(Dataset items)
Content starts

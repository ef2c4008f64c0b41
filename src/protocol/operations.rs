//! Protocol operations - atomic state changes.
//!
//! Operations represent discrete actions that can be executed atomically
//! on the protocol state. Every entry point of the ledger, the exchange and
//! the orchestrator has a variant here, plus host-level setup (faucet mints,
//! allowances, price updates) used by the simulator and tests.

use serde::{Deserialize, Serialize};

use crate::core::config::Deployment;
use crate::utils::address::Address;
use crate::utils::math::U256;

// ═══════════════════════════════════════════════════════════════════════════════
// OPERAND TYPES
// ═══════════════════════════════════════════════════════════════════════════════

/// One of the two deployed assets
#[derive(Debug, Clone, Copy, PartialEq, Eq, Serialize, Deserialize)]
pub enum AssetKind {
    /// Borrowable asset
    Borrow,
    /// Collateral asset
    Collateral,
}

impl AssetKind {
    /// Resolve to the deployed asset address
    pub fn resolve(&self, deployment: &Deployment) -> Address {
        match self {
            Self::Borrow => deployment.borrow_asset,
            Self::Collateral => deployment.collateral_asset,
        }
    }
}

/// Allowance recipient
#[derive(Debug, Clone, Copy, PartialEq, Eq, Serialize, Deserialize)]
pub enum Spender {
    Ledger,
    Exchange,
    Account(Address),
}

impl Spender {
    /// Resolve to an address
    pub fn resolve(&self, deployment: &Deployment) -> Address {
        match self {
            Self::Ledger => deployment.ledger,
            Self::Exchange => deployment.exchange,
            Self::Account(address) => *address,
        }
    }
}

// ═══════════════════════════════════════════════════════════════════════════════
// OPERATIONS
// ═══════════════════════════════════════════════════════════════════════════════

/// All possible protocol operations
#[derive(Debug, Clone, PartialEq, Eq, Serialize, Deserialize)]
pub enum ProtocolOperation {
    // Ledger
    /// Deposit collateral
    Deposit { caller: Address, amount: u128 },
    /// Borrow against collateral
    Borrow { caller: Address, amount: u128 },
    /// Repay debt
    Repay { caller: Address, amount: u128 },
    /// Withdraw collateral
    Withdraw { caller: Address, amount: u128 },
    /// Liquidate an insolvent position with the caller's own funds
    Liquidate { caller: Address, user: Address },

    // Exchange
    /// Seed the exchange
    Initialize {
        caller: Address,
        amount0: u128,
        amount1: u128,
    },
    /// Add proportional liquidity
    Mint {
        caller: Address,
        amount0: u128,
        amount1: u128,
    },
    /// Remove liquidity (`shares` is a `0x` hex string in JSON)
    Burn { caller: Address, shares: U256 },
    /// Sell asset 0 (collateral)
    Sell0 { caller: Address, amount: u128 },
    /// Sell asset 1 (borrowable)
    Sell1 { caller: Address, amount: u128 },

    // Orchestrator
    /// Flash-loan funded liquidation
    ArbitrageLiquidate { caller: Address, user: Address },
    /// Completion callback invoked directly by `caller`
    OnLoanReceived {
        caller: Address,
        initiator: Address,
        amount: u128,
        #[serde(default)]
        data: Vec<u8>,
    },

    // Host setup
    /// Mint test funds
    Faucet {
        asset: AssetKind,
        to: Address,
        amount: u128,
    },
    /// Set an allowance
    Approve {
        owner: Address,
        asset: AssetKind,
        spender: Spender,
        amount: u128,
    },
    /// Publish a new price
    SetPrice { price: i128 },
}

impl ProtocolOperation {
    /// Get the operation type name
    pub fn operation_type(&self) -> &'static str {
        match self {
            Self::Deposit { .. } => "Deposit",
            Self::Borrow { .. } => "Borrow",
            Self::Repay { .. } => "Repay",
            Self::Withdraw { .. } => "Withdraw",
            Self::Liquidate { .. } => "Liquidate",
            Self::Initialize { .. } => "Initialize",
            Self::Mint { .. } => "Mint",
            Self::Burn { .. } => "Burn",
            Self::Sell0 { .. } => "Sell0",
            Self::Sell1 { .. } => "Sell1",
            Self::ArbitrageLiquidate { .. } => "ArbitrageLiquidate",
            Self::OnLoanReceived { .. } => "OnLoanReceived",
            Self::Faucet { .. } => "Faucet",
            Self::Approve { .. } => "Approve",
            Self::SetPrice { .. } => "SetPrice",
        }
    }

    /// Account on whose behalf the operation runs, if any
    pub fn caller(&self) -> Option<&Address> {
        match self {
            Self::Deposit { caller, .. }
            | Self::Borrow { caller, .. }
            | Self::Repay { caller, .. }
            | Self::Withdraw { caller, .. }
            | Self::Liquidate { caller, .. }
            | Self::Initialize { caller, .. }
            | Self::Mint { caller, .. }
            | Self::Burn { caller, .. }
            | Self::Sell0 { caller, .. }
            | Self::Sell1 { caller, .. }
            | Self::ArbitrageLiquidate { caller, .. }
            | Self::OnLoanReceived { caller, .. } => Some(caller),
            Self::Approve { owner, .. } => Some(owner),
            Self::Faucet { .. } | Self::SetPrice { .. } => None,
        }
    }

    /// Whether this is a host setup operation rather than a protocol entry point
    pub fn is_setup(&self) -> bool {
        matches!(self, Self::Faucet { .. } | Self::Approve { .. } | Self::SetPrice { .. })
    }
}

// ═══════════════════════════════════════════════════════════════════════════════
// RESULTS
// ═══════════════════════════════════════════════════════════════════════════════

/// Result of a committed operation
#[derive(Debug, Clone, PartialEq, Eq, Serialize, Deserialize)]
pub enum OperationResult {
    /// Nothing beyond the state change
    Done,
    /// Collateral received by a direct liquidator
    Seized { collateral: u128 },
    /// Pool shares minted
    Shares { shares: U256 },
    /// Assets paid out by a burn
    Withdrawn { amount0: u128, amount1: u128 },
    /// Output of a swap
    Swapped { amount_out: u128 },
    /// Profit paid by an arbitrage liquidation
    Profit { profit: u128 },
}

Content ends
Content starts

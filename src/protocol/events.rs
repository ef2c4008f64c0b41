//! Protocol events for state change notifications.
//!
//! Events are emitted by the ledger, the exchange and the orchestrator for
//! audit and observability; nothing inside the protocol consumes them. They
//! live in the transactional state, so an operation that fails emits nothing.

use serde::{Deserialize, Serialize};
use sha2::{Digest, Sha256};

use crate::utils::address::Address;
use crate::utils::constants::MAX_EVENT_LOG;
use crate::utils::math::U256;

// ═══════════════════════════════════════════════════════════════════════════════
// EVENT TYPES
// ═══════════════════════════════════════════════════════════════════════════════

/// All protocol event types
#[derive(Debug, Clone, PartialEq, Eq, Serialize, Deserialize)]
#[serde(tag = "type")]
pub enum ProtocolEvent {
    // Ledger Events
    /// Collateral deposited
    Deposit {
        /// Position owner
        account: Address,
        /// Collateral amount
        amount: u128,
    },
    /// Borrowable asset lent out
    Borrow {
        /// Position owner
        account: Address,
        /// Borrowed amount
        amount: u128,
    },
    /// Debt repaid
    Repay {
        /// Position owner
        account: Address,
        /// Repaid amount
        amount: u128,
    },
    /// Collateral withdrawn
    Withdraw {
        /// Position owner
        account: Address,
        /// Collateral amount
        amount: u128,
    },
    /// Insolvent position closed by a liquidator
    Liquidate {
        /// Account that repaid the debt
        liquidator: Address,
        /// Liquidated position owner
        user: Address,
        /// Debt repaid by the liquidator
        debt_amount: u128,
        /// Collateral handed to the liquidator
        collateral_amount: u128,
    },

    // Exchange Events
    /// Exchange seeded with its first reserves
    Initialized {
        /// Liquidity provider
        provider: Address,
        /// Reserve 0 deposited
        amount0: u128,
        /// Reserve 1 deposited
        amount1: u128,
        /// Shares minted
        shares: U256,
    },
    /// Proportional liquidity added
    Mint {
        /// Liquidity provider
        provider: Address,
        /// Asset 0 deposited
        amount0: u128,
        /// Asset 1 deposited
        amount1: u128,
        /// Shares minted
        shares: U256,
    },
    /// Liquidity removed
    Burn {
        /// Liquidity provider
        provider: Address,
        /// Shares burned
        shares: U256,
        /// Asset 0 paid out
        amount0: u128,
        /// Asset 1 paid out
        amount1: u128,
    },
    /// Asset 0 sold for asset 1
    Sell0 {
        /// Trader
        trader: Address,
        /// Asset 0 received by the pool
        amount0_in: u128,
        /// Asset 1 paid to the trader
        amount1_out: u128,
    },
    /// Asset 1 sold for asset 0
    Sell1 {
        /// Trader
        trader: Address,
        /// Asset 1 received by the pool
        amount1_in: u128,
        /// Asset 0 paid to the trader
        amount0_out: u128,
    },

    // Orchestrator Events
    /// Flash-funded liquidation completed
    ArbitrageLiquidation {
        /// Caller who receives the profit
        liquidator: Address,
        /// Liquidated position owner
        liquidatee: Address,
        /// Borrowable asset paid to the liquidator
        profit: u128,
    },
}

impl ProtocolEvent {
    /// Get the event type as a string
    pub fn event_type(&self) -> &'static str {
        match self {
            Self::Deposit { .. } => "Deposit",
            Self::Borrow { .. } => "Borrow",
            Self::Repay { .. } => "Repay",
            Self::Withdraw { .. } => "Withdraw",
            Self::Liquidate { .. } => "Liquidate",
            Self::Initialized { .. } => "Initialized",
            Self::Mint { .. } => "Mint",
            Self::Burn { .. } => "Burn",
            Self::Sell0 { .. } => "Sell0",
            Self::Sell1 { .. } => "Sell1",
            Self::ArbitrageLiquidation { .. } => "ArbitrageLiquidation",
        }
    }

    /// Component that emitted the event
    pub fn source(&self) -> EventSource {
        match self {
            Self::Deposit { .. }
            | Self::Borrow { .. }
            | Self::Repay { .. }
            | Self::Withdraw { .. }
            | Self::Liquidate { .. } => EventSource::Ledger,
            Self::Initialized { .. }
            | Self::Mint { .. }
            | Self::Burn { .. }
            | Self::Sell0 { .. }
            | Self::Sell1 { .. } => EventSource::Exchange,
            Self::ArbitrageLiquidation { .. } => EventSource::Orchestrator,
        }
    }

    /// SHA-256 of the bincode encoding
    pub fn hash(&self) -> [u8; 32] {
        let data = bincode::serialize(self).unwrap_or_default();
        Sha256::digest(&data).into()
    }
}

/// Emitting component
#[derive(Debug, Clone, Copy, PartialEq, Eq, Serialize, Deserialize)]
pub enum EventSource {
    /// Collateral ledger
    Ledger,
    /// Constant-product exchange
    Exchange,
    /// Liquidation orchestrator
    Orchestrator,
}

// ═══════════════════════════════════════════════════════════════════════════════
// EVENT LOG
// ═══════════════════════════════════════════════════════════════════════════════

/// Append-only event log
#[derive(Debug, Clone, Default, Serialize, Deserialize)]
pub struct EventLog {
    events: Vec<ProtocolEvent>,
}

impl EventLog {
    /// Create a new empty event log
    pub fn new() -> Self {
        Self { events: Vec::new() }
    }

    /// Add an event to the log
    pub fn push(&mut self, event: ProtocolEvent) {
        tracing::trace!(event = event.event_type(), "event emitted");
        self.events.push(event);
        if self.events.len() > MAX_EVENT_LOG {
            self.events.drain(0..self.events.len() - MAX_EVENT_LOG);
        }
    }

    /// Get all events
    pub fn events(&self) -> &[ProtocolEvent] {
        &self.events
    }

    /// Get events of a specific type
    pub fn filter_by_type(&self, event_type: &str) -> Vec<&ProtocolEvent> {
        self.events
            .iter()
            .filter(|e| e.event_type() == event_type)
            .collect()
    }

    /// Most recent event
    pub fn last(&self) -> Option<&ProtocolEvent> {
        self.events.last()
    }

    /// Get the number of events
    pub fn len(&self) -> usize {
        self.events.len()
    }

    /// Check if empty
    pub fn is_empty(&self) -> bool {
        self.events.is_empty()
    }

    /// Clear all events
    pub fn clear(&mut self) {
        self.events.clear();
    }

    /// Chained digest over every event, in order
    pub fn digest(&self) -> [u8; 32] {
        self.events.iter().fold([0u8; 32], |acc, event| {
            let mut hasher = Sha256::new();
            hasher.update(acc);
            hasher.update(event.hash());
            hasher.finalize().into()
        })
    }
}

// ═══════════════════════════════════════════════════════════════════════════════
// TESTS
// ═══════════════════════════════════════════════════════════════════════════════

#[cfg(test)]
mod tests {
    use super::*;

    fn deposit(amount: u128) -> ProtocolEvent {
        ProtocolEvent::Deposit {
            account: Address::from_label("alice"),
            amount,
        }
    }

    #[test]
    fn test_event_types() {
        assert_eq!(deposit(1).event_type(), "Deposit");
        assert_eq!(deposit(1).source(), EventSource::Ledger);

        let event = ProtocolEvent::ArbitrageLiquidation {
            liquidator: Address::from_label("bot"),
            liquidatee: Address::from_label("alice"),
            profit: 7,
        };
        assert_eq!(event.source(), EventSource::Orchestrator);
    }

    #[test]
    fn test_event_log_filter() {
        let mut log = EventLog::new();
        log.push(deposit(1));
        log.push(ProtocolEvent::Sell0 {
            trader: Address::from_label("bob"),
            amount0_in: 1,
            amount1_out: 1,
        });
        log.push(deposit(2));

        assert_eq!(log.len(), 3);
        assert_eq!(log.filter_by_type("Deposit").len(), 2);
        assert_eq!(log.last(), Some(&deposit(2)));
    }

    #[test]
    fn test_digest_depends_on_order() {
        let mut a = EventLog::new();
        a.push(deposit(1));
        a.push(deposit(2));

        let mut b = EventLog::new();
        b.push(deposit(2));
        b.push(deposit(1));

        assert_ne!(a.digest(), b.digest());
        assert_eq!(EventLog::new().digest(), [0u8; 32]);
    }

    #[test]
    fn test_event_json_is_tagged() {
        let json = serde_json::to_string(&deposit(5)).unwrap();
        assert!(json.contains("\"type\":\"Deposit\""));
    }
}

Content ends

* _ACTIVITY_:
Output the lines above exactly, but only those between the line holding "pub struct EventLog" and the line holding "self.events.push(event);", inclusive.

* _RESPONSE AREA_:
pub struct EventLog {
    events: Vec<ProtocolEvent>,
}

impl EventLog {
    /// Create a new empty event log
    pub fn new() -> Self {
        Self { events: Vec::new() }
    }

    /// Add an event to the log
    pub fn push(&mut self, event: ProtocolEvent) {
        tracing::trace!(event = event.event_type(), "event emitted");
        self.events.push(event);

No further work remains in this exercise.